TSA Week in Review: March 19th - 25th

Tuesday, March 27, 2018
TSA discovered 79 firearms in carry-on bags around the nation last week. Of the 79 firearms discovered, 71 were loaded and 24 had a round chambered.

TSA discovered 79 firearms in carry-on bags around the nation last week. Of the 79 firearms discovered, 71 were loaded and 24 had a round chambered. Firearm possession laws vary by state and locality. TSA may impose civil penalties of up to $13,066 per violation per person for prohibited items violations and violations of other TSA regulations. Repeat violations will result in higher penalties. Travelers should familiarize themselves with state and local firearm laws for each point of travel prior to departure. You can go here for more details on how to properly travel with your firearms in checked baggage. All of the firearms pictured were discovered over the last week. See complete lists below.

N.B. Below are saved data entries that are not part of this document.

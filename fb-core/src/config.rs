//! Application configuration management.
//!
//! Handles loading, saving, and accessing the database and logging settings.
//! Configuration is persisted as TOML on disk.

use std::path::{Path, PathBuf};
use serde::{Deserialize, Serialize};

use crate::constants::{CONFIG_FILE_NAME, DB_FILE_NAME};
use crate::error::{FbError, FbResult};
use crate::platform::Platform;

/// Top-level application configuration.
#[derive(Debug, Clone, Default, Serialize, Deserialize)]
pub struct AppConfig {
    /// Database settings.
    #[serde(default)]
    pub database: DatabaseConfig,

    /// Logging settings.
    #[serde(default)]
    pub logging: LoggingConfig,
}

/// Database configuration.
#[derive(Debug, Clone, Serialize, Deserialize)]
pub struct DatabaseConfig {
    /// Path to the SQLite database file. If empty, uses default location.
    #[serde(default)]
    pub path: String,

    /// Enable WAL (Write-Ahead Logging) mode.
    #[serde(default = "default_true")]
    pub wal_mode: bool,

    /// Maximum number of connections in the pool.
    #[serde(default = "default_pool_size")]
    pub pool_size: u32,

    /// Run integrity check on startup.
    #[serde(default = "default_true")]
    pub integrity_check_on_startup: bool,
}

/// Logging configuration.
#[derive(Debug, Clone, Serialize, Deserialize)]
pub struct LoggingConfig {
    /// Log level or filter directive: trace, debug, info, warn, error.
    #[serde(default = "default_log_level")]
    pub level: String,

    /// Directory for log files. If empty, uses default location.
    #[serde(default)]
    pub directory: String,

    /// Enable JSON structured logging output for the log file.
    #[serde(default)]
    pub json_output: bool,
}

// Default value functions for serde

fn default_true() -> bool {
    true
}

fn default_pool_size() -> u32 {
    4
}

fn default_log_level() -> String {
    "info".to_string()
}

impl Default for DatabaseConfig {
    fn default() -> Self {
        Self {
            path: String::new(),
            wal_mode: true,
            pool_size: default_pool_size(),
            integrity_check_on_startup: true,
        }
    }
}

impl Default for LoggingConfig {
    fn default() -> Self {
        Self {
            level: default_log_level(),
            directory: String::new(),
            json_output: false,
        }
    }
}

impl AppConfig {
    /// Load configuration from `path`, or the defaults if the file is missing.
    pub fn load_or_default(path: &Path) -> FbResult<Self> {
        if path.exists() {
            Self::load_from_file(path)
        } else {
            Ok(Self::default())
        }
    }

    /// Load configuration from a specific file path.
    pub fn load_from_file(path: &Path) -> FbResult<Self> {
        let contents = std::fs::read_to_string(path)?;
        let config: AppConfig = toml::from_str(&contents)?;
        config.validate()?;
        Ok(config)
    }

    /// Save configuration to a specific file path.
    pub fn save_to_file(&self, path: &Path) -> FbResult<()> {
        if let Some(parent) = path.parent() {
            std::fs::create_dir_all(parent)?;
        }
        let contents = toml::to_string_pretty(self)
            .map_err(|e| FbError::Config(format!("failed to serialize config: {e}")))?;
        std::fs::write(path, contents)?;
        Ok(())
    }

    /// Get the default configuration file path.
    pub fn default_config_path() -> FbResult<PathBuf> {
        let data_dir = Platform::data_dir()?;
        Ok(data_dir.join(CONFIG_FILE_NAME))
    }

    /// Get the effective database path, using the configured path or the default.
    pub fn effective_db_path(&self) -> FbResult<PathBuf> {
        if self.database.path.is_empty() {
            let data_dir = Platform::data_dir()?;
            Ok(data_dir.join(DB_FILE_NAME))
        } else {
            Ok(PathBuf::from(&self.database.path))
        }
    }

    /// Get the effective log directory, using the configured path or the default.
    pub fn effective_log_dir(&self) -> FbResult<PathBuf> {
        if self.logging.directory.is_empty() {
            let data_dir = Platform::data_dir()?;
            Ok(data_dir.join("logs"))
        } else {
            Ok(PathBuf::from(&self.logging.directory))
        }
    }

    /// Reject settings the storage layer cannot work with.
    pub fn validate(&self) -> FbResult<()> {
        if self.database.pool_size == 0 {
            return Err(FbError::Config("database.pool_size must be at least 1".into()));
        }
        if self.logging.level.trim().is_empty() {
            return Err(FbError::MissingConfig("logging.level".into()));
        }
        Ok(())
    }
}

The ammunition pictured here was packed in a carry-on bag at the Chicago O’Hare International Airport (ORD).

If packed properly, ammunition can be transported in checked-baggage. The ammunition pictured here was packed in a carry-on bag at the Chicago O’Hare International Airport (ORD). You can go here for more details on how to properly travel with ammunition in checked baggage.

The inert grenade pictured above was discovered in a checked bag at the Denver International Airport (DEN).

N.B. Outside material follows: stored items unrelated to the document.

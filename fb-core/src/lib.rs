//! Freebies Core - Foundation types, error handling, configuration, and logging.
//!
//! This crate provides the shared foundation used by the other Freebies crates:
//! - Application configuration (database location, logging)
//! - A single error type covering configuration, storage, and model errors
//! - Structured logging with tracing
//! - Platform data directory lookup
//! - Common constants

pub mod config;
pub mod error;
pub mod logging;
pub mod platform;
pub mod constants;

// Re-export commonly used items at the crate root
pub use config::AppConfig;
pub use error::{FbError, FbResult};
pub use logging::{init_logging, init_logging_from};
pub use platform::Platform;
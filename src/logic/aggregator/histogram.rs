//! Class Histogram
//!
//! Running count per label. Every label is present from session start so
//! charts always render a stable class set.

use serde::Serialize;
use std::collections::BTreeMap;

use super::round1;
use crate::logic::labels::ThreatLabel;

#[derive(Debug, Clone)]
pub struct ClassHistogram {
    counts: BTreeMap<ThreatLabel, u64>,
}

impl Default for ClassHistogram {
    fn default() -> Self {
        Self::new()
    }
}

impl ClassHistogram {
    pub fn new() -> Self {
        Self {
            counts: ThreatLabel::ALL.iter().map(|l| (*l, 0)).collect(),
        }
    }

    pub fn increment(&mut self, label: ThreatLabel) {
        *self.counts.entry(label).or_insert(0) += 1;
    }

    pub fn get(&self, label: ThreatLabel) -> u64 {
        self.counts.get(&label).copied().unwrap_or(0)
    }

    pub fn total(&self) -> u64 {
        self.counts.values().sum()
    }

    pub fn counts(&self) -> &BTreeMap<ThreatLabel, u64> {
        &self.counts
    }

    /// Pie chart view: non-zero slices with percentages, plus benign/threat split
    pub fn distribution(&self) -> Distribution {
        let total = self.total();
        let slices = self
            .counts
            .iter()
            .filter(|(_, count)| **count > 0)
            .map(|(label, count)| DistributionSlice {
                label: *label,
                count: *count,
                percentage: round1(*count as f64 / total as f64 * 100.0),
                color: label.color(),
            })
            .collect();

        let benign = self.get(ThreatLabel::Benign);
        Distribution {
            total,
            benign,
            threats: total - benign,
            slices,
        }
    }
}

/// One pie slice
#[derive(Debug, Clone, PartialEq, Serialize)]
pub struct DistributionSlice {
    pub label: ThreatLabel,
    pub count: u64,
    pub percentage: f64,
    pub color: &'static str,
}

/// Distribution summary for the donut chart
#[derive(Debug, Clone, PartialEq, Serialize)]
pub struct Distribution {
    pub total: u64,
    pub benign: u64,
    pub threats: u64,
    pub slices: Vec<DistributionSlice>,
}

We don’t know if replica or inert items are live until our explosives professionals take a closer look and eventually open the bag. That takes time and slows down the line. It can even lead to a complete shutdown and evacuation. Real, inert, or anything resembling an explosive item is prohibited in both carry-on and checked baggage. The inert grenade pictured above was discovered in a checked bag at the Denver International Airport (DEN).

From left to right, these prohibited items were discovered in carry-on bags at BDL, BNA, BOI, BUF, DEN, IAH, LAS, PVD, PVD and SJC.

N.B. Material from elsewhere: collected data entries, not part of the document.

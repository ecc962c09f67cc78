//! Alert Queue
//!
//! Last M threat alerts, newest first. Two independent ways out of the queue:
//! truncation (oldest beyond capacity is dropped) and per-alert expiry after a
//! fixed dwell measured from the alert's own creation.

use chrono::{DateTime, Duration, Utc};
use serde::Serialize;
use std::collections::VecDeque;

use crate::logic::event::EventId;
use crate::logic::labels::ThreatLabel;

/// Transient notification for one non-benign event
#[derive(Debug, Clone, PartialEq, Serialize)]
pub struct Alert {
    pub id: EventId,
    pub label: ThreatLabel,
    pub confidence: f64,
    /// Event timestamp (as reported by the source)
    pub timestamp: DateTime<Utc>,
    /// When the alert entered the queue
    pub created_at: DateTime<Utc>,
}

impl Alert {
    pub fn expires_at(&self, dwell: Duration) -> DateTime<Utc> {
        self.created_at + dwell
    }

    pub fn is_expired(&self, now: DateTime<Utc>, dwell: Duration) -> bool {
        now >= self.expires_at(dwell)
    }
}

#[derive(Debug, Clone)]
pub struct AlertQueue {
    alerts: VecDeque<Alert>,
    capacity: usize,
    dwell: Duration,
}

impl AlertQueue {
    pub fn new(capacity: usize, dwell: Duration) -> Self {
        Self {
            alerts: VecDeque::with_capacity(capacity + 1),
            capacity,
            dwell,
        }
    }

    pub fn dwell(&self) -> Duration {
        self.dwell
    }

    /// Prepend an alert. Returns the alerts pushed out by truncation.
    pub fn push(&mut self, alert: Alert) -> Vec<Alert> {
        self.alerts.push_front(alert);
        let mut evicted = Vec::new();
        while self.alerts.len() > self.capacity {
            if let Some(old) = self.alerts.pop_back() {
                evicted.push(old);
            }
        }
        evicted
    }

    /// Remove every alert whose dwell has elapsed. Returns the removed ids.
    pub fn expire(&mut self, now: DateTime<Utc>) -> Vec<EventId> {
        let dwell = self.dwell;
        let mut removed = Vec::new();
        self.alerts.retain(|alert| {
            if alert.is_expired(now, dwell) {
                removed.push(alert.id.clone());
                false
            } else {
                true
            }
        });
        removed
    }

    /// Manual dismissal. Other alerts are untouched.
    pub fn dismiss(&mut self, id: &EventId) -> bool {
        let before = self.alerts.len();
        self.alerts.retain(|alert| &alert.id != id);
        self.alerts.len() != before
    }

    pub fn contains(&self, id: &EventId) -> bool {
        self.alerts.iter().any(|alert| &alert.id == id)
    }

    /// Alerts still live at `now`, newest first
    pub fn live(&self, now: DateTime<Utc>) -> Vec<Alert> {
        self.alerts
            .iter()
            .filter(|alert| !alert.is_expired(now, self.dwell))
            .cloned()
            .collect()
    }

    pub fn len(&self) -> usize {
        self.alerts.len()
    }

    pub fn is_empty(&self) -> bool {
        self.alerts.is_empty()
    }
}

From left to right, these prohibited items were discovered in carry-on bags at BDL, BNA, BOI, BUF, DEN, IAH, LAS, PVD, PVD and SJC. While these items are prohibited in carry-on bags, they may be packed in checked baggage. However, familiarize yourself with local laws as concealed weapons and martial arts weapons are illegal in parts of the U.S.

TSA discovered 79 firearms in carry-on bags around the nation last week. Of the 79 firearms discovered, 71 were loaded and 24 had a round chambered. Checkpoint and checked baggage screening acts as a deterrent to keep those with ill will from attempting to cause catastrophic damage to an aircraft. In addition to all of the other prohibited items we find weekly in carry-on bags, our officers also regularly find firearm components, realistic replica firearms, bb and pellet guns, airsoft guns, brass knuckles, ammunition, batons, stun guns, small pocket knives and many other prohibited items too numerous to note.

Unfortunately these sorts of occurrences are all too frequent which is why we talk about these finds. Sure, it’s great to share the things that our officers are finding, but at the same time, each time we find a dangerous item, the line is slowed down and a passenger that likely had no ill intent ends up with a citation or in some cases is even arrested. This is a friendly reminder to please leave these items at home. Just because we find a prohibited item on an individual does not mean they had bad intentions; that's for the law enforcement officer to decide. In many cases, people simply forgot they had these items.

If you haven’t read them yet, make sure you check out our year in review posts for 2011, 2012, 2013, 2014, 2015, 2016 and 2017.

And don’t forget to check out our top 10 most unusual finds videos for 2016 & 2017.

Follow @TSA on Twitter and Instagram and Like Us on Facebook. Have a question? Ask TSA on Twitter or Facebook Messenger

Bob Burns

TSA Social Media

Comments

Submitted by Tom on

There are many who appreciate what you do.Keep up the good work.

Submitted by Ic on

As always, absolutely nothing you needed your slow, invasive, and ineffective naked body scanners to detect. Meanwhile, how many people suffered physical searches thanks to false alarms on these useless machines?

Why are Curtis Burns and West Cooper unwilling to address, let alone answer, that question?

How many weeks has it been since you last trumpeted something dangerous you found with the naked body scanners?

Submitted by Cindy M on

More food for thought: What's hiding in my bra, my underpants, and now my granola bars? Looks like TSA is determined to find out. Is it really effective detection if the equipment alerts on moisturizers, sunscreens, and snack food? Notice the article mentions outrage building over x-rated patdowns. There's something happening here...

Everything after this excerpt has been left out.